------ EXTRACTED MATERIAL ------

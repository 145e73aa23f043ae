//! Blocking HTTP client for the target API
//!
//! Wraps a `ureq` agent with the base URL, the default timeout and the
//! bearer token obtained at login. Non-2xx statuses are returned as
//! responses, not errors, so callers can assert on them; redirects are
//! not followed for the same reason.

use serde::Deserialize;
use serde_json::Value;
use std::fmt;
use std::str::FromStr;
use std::time::{Duration, Instant};
use tracing::{debug, trace};
use ureq::typestate::WithBody;
use ureq::{Agent, Body, RequestBuilder};

use crate::error::ProbeError;

pub const USER_AGENT: &str = concat!("cmprobe/", env!("CARGO_PKG_VERSION"));

/// Longest slice of a response body kept for diagnostics
const SNIPPET_CHARS: usize = 300;

/// HTTP methods the probes use
#[derive(Debug, Clone, Copy, PartialEq, Eq, Default, Deserialize)]
#[serde(try_from = "String")]
pub enum Method {
    #[default]
    Get,
    Post,
    Put,
    Patch,
    Delete,
}

impl fmt::Display for Method {
    fn fmt(&self, f: &mut fmt::Formatter<'_>) -> fmt::Result {
        match self {
            Method::Get => write!(f, "GET"),
            Method::Post => write!(f, "POST"),
            Method::Put => write!(f, "PUT"),
            Method::Patch => write!(f, "PATCH"),
            Method::Delete => write!(f, "DELETE"),
        }
    }
}

impl FromStr for Method {
    type Err = String;

    fn from_str(s: &str) -> Result<Self, Self::Err> {
        match s.to_uppercase().as_str() {
            "GET" => Ok(Method::Get),
            "POST" => Ok(Method::Post),
            "PUT" => Ok(Method::Put),
            "PATCH" => Ok(Method::Patch),
            "DELETE" => Ok(Method::Delete),
            _ => Err(format!(
                "Unknown method '{}'. Supported: GET, POST, PUT, PATCH, DELETE",
                s
            )),
        }
    }
}

impl TryFrom<String> for Method {
    type Error = String;

    fn try_from(value: String) -> Result<Self, Self::Error> {
        value.parse()
    }
}

/// A single outgoing request
#[derive(Debug, Clone)]
pub struct ApiRequest {
    pub method: Method,
    pub path: String,
    pub body: Option<Value>,
    pub authenticated: bool,
    pub timeout: Option<Duration>,
}

impl ApiRequest {
    pub fn new(method: Method, path: &str) -> Self {
        Self {
            method,
            path: path.to_string(),
            body: None,
            authenticated: true,
            timeout: None,
        }
    }

    pub fn with_body(mut self, body: Value) -> Self {
        self.body = Some(body);
        self
    }

    /// Send without the bearer token even when one is held
    pub fn anonymous(mut self) -> Self {
        self.authenticated = false;
        self
    }

    pub fn with_timeout(mut self, timeout: Duration) -> Self {
        self.timeout = Some(timeout);
        self
    }
}

/// What came back from the server
#[derive(Debug, Clone)]
pub struct ApiResponse {
    pub status: u16,
    pub body: String,
    pub location: Option<String>,
    pub elapsed: Duration,
}

impl ApiResponse {
    pub fn json(&self) -> Result<Value, ProbeError> {
        serde_json::from_str(&self.body)
            .map_err(|e| ProbeError::Decode(format!("{} (body: {})", e, self.snippet())))
    }

    /// Response text truncated for display
    pub fn snippet(&self) -> String {
        let text = self.body.trim();
        if text.chars().count() > SNIPPET_CHARS {
            let head: String = text.chars().take(SNIPPET_CHARS).collect();
            format!("{}...", head)
        } else {
            text.to_string()
        }
    }
}

pub struct ApiClient {
    agent: Agent,
    base_url: String,
    timeout: Duration,
    token: Option<String>,
}

impl ApiClient {
    pub fn new(base_url: &str, timeout: Duration) -> Self {
        Self {
            agent: build_agent(timeout),
            base_url: base_url.trim_end_matches('/').to_string(),
            timeout,
            token: None,
        }
    }

    pub fn base_url(&self) -> &str {
        &self.base_url
    }

    /// Attach a bearer token to every authenticated request from now on
    pub fn set_token(&mut self, token: String) {
        self.token = Some(token);
    }

    /// Absolute URL for a path relative to the base URL
    pub fn url(&self, path: &str) -> String {
        if path.starts_with("http://") || path.starts_with("https://") {
            path.to_string()
        } else if path.starts_with('/') {
            format!("{}{}", self.base_url, path)
        } else {
            format!("{}/{}", self.base_url, path)
        }
    }

    pub fn send(&self, request: &ApiRequest) -> Result<ApiResponse, ProbeError> {
        let url = self.url(&request.path);
        let timeout = request.timeout.unwrap_or(self.timeout);

        // Per-step timeouts get their own agent; the shared one keeps the default
        let dedicated;
        let agent = if timeout == self.timeout {
            &self.agent
        } else {
            dedicated = build_agent(timeout);
            &dedicated
        };

        debug!(method = %request.method, path = %request.path, "sending request");
        let payload = request.body.as_ref().map(Value::to_string);
        let authenticated = request.authenticated;
        let started = Instant::now();

        let result = match request.method {
            Method::Get => self.decorate(agent.get(&url), authenticated).call(),
            Method::Delete => self.decorate(agent.delete(&url), authenticated).call(),
            Method::Post => send_with_body(
                self.decorate(agent.post(&url), authenticated),
                payload.as_deref(),
            ),
            Method::Put => send_with_body(
                self.decorate(agent.put(&url), authenticated),
                payload.as_deref(),
            ),
            Method::Patch => send_with_body(
                self.decorate(agent.patch(&url), authenticated),
                payload.as_deref(),
            ),
        };

        let response = result.map_err(|e| transport_error(e, timeout))?;
        let status = response.status().as_u16();
        let location = response
            .headers()
            .get("location")
            .and_then(|v| v.to_str().ok())
            .map(str::to_string);

        let bytes = response
            .into_body()
            .read_to_vec()
            .map_err(|e| transport_error(e, timeout))?;
        let elapsed = started.elapsed();

        debug!(
            status,
            elapsed_ms = elapsed.as_millis() as u64,
            "received response"
        );
        trace!(bytes = bytes.len(), "response body read");

        Ok(ApiResponse {
            status,
            body: String::from_utf8_lossy(&bytes).into_owned(),
            location,
            elapsed,
        })
    }

    fn decorate<B>(&self, builder: RequestBuilder<B>, authenticated: bool) -> RequestBuilder<B> {
        let builder = builder
            .header("User-Agent", USER_AGENT)
            .header("Accept", "application/json");

        match (&self.token, authenticated) {
            (Some(token), true) => builder.header("Authorization", format!("Bearer {}", token)),
            _ => builder,
        }
    }
}

fn build_agent(timeout: Duration) -> Agent {
    Agent::config_builder()
        .timeout_global(Some(timeout))
        .http_status_as_error(false)
        .max_redirects(0)
        .max_redirects_will_error(false)
        .build()
        .into()
}

fn send_with_body(
    builder: RequestBuilder<WithBody>,
    payload: Option<&str>,
) -> Result<ureq::http::Response<Body>, ureq::Error> {
    match payload {
        Some(json) => builder
            .header("Content-Type", "application/json")
            .send(json),
        None => builder.send_empty(),
    }
}

fn transport_error(err: ureq::Error, timeout: Duration) -> ProbeError {
    match err {
        ureq::Error::Timeout(_) => ProbeError::Timeout { after: timeout },
        ureq::Error::Io(e) if e.kind() == std::io::ErrorKind::TimedOut => {
            ProbeError::Timeout { after: timeout }
        }
        ureq::Error::BadUri(uri) => ProbeError::InvalidRequest(format!("bad URI: {}", uri)),
        ureq::Error::Http(e) => ProbeError::InvalidRequest(e.to_string()),
        other => ProbeError::Connection(other.to_string()),
    }
}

------

### ABOUT THIS EXERCISE
Copy the whole listing once more, exactly.

### SOLUTION TO THIS EXERCISE
repository 145e73aa23f043ae
//! Blocking HTTP client for the target API
//!
//! Wraps a `ureq` agent with the base URL, the default timeout and the
//! bearer token obtained at login. Non-2xx statuses are returned as
//! responses, not errors, so callers can assert on them; redirects are
//! not followed for the same reason.

use serde::Deserialize;
use serde_json::Value;
use std::fmt;
use std::str::FromStr;
use std::time::{Duration, Instant};
use tracing::{debug, trace};
use ureq::typestate::WithBody;
use ureq::{Agent, Body, RequestBuilder};

use crate::error::ProbeError;

pub const USER_AGENT: &str = concat!("cmprobe/", env!("CARGO_PKG_VERSION"));

/// Longest slice of a response body kept for diagnostics
const SNIPPET_CHARS: usize = 300;

/// HTTP methods the probes use
#[derive(Debug, Clone, Copy, PartialEq, Eq, Default, Deserialize)]
#[serde(try_from = "String")]
pub enum Method {
    #[default]
    Get,
    Post,
    Put,
    Patch,
    Delete,
}

impl fmt::Display for Method {
    fn fmt(&self, f: &mut fmt::Formatter<'_>) -> fmt::Result {
        match self {
            Method::Get => write!(f, "GET"),
            Method::Post => write!(f, "POST"),
            Method::Put => write!(f, "PUT"),
            Method::Patch => write!(f, "PATCH"),
            Method::Delete => write!(f, "DELETE"),
        }
    }
}

impl FromStr for Method {
    type Err = String;

    fn from_str(s: &str) -> Result<Self, Self::Err> {
        match s.to_uppercase().as_str() {
            "GET" => Ok(Method::Get),
            "POST" => Ok(Method::Post),
            "PUT" => Ok(Method::Put),
            "PATCH" => Ok(Method::Patch),
            "DELETE" => Ok(Method::Delete),
            _ => Err(format!(
                "Unknown method '{}'. Supported: GET, POST, PUT, PATCH, DELETE",
                s
            )),
        }
    }
}

impl TryFrom<String> for Method {
    type Error = String;

    fn try_from(value: String) -> Result<Self, Self::Error> {
        value.parse()
    }
}

/// A single outgoing request
#[derive(Debug, Clone)]
pub struct ApiRequest {
    pub method: Method,
    pub path: String,
    pub body: Option<Value>,
    pub authenticated: bool,
    pub timeout: Option<Duration>,
}

impl ApiRequest {
    pub fn new(method: Method, path: &str) -> Self {
        Self {
            method,
            path: path.to_string(),
            body: None,
            authenticated: true,
            timeout: None,
        }
    }

    pub fn with_body(mut self, body: Value) -> Self {
        self.body = Some(body);
        self
    }

    /// Send without the bearer token even when one is held
    pub fn anonymous(mut self) -> Self {
        self.authenticated = false;
        self
    }

    pub fn with_timeout(mut self, timeout: Duration) -> Self {
        self.timeout = Some(timeout);
        self
    }
}

/// What came back from the server
#[derive(Debug, Clone)]
pub struct ApiResponse {
    pub status: u16,
    pub body: String,
    pub location: Option<String>,
    pub elapsed: Duration,
}

impl ApiResponse {
    pub fn json(&self) -> Result<Value, ProbeError> {
        serde_json::from_str(&self.body)
            .map_err(|e| ProbeError::Decode(format!("{} (body: {})", e, self.snippet())))
    }

    /// Response text truncated for display
    pub fn snippet(&self) -> String {
        let text = self.body.trim();
        if text.chars().count() > SNIPPET_CHARS {
            let head: String = text.chars().take(SNIPPET_CHARS).collect();
            format!("{}...", head)
        } else {
            text.to_string()
        }
    }
}

pub struct ApiClient {
    agent: Agent,
    base_url: String,
    timeout: Duration,
    token: Option<String>,
}

impl ApiClient {
    pub fn new(base_url: &str, timeout: Duration) -> Self {
        Self {
            agent: build_agent(timeout),
            base_url: base_url.trim_end_matches('/').to_string(),
            timeout,
            token: None,
        }
    }

    pub fn base_url(&self) -> &str {
        &self.base_url
    }

    /// Attach a bearer token to every authenticated request from now on
    pub fn set_token(&mut self, token: String) {
        self.token = Some(token);
    }

    /// Absolute URL for a path relative to the base URL
    pub fn url(&self, path: &str) -> String {
        if path.starts_with("http://") || path.starts_with("https://") {
            path.to_string()
        } else if path.starts_with('/') {
            format!("{}{}", self.base_url, path)
        } else {
            format!("{}/{}", self.base_url, path)
        }
    }

    pub fn send(&self, request: &ApiRequest) -> Result<ApiResponse, ProbeError> {
        let url = self.url(&request.path);
        let timeout = request.timeout.unwrap_or(self.timeout);

        // Per-step timeouts get their own agent; the shared one keeps the default
        let dedicated;
        let agent = if timeout == self.timeout {
            &self.agent
        } else {
            dedicated = build_agent(timeout);
            &dedicated
        };

        debug!(method = %request.method, path = %request.path, "sending request");
        let payload = request.body.as_ref().map(Value::to_string);
        let authenticated = request.authenticated;
        let started = Instant::now();

        let result = match request.method {
            Method::Get => self.decorate(agent.get(&url), authenticated).call(),
            Method::Delete => self.decorate(agent.delete(&url), authenticated).call(),
            Method::Post => send_with_body(
                self.decorate(agent.post(&url), authenticated),
                payload.as_deref(),
            ),
            Method::Put => send_with_body(
                self.decorate(agent.put(&url), authenticated),
                payload.as_deref(),
            ),
            Method::Patch => send_with_body(
                self.decorate(agent.patch(&url), authenticated),
                payload.as_deref(),
            ),
        };

        let response = result.map_err(|e| transport_error(e, timeout))?;
        let status = response.status().as_u16();
        let location = response
            .headers()
            .get("location")
            .and_then(|v| v.to_str().ok())
            .map(str::to_string);

        let bytes = response
            .into_body()
            .read_to_vec()
            .map_err(|e| transport_error(e, timeout))?;
        let elapsed = started.elapsed();

        debug!(
            status,
            elapsed_ms = elapsed.as_millis() as u64,
            "received response"
        );
        trace!(bytes = bytes.len(), "response body read");

        Ok(ApiResponse {
            status,
            body: String::from_utf8_lossy(&bytes).into_owned(),
            location,
            elapsed,
        })
    }

    fn decorate<B>(&self, builder: RequestBuilder<B>, authenticated: bool) -> RequestBuilder<B> {
        let builder = builder
            .header("User-Agent", USER_AGENT)
            .header("Accept", "application/json");

        match (&self.token, authenticated) {
            (Some(token), true) => builder.header("Authorization", format!("Bearer {}", token)),
            _ => builder,
        }
    }
}

fn build_agent(timeout: Duration) -> Agent {
    Agent::config_builder()
        .timeout_global(Some(timeout))
        .http_status_as_error(false)
        .max_redirects(0)
        .max_redirects_will_error(false)
        .build()
        .into()
}

fn send_with_body(
    builder: RequestBuilder<WithBody>,
    payload: Option<&str>,
) -> Result<ureq::http::Response<Body>, ureq::Error> {
    match payload {
        Some(json) => builder
            .header("Content-Type", "application/json")
            .send(json),
        None => builder.send_empty(),
    }
}

fn transport_error(err: ureq::Error, timeout: Duration) -> ProbeError {
    match err {
        ureq::Error::Timeout(_) => ProbeError::Timeout { after: timeout },
        ureq::Error::Io(e) if e.kind() == std::io::ErrorKind::TimedOut => {
            ProbeError::Timeout { after: timeout }
        }
        ureq::Error::BadUri(uri) => ProbeError::InvalidRequest(format!("bad URI: {}", uri)),
        ureq::Error::Http(e) => ProbeError::InvalidRequest(e.to_string()),
        other => ProbeError::Connection(other.to_string()),
    }
}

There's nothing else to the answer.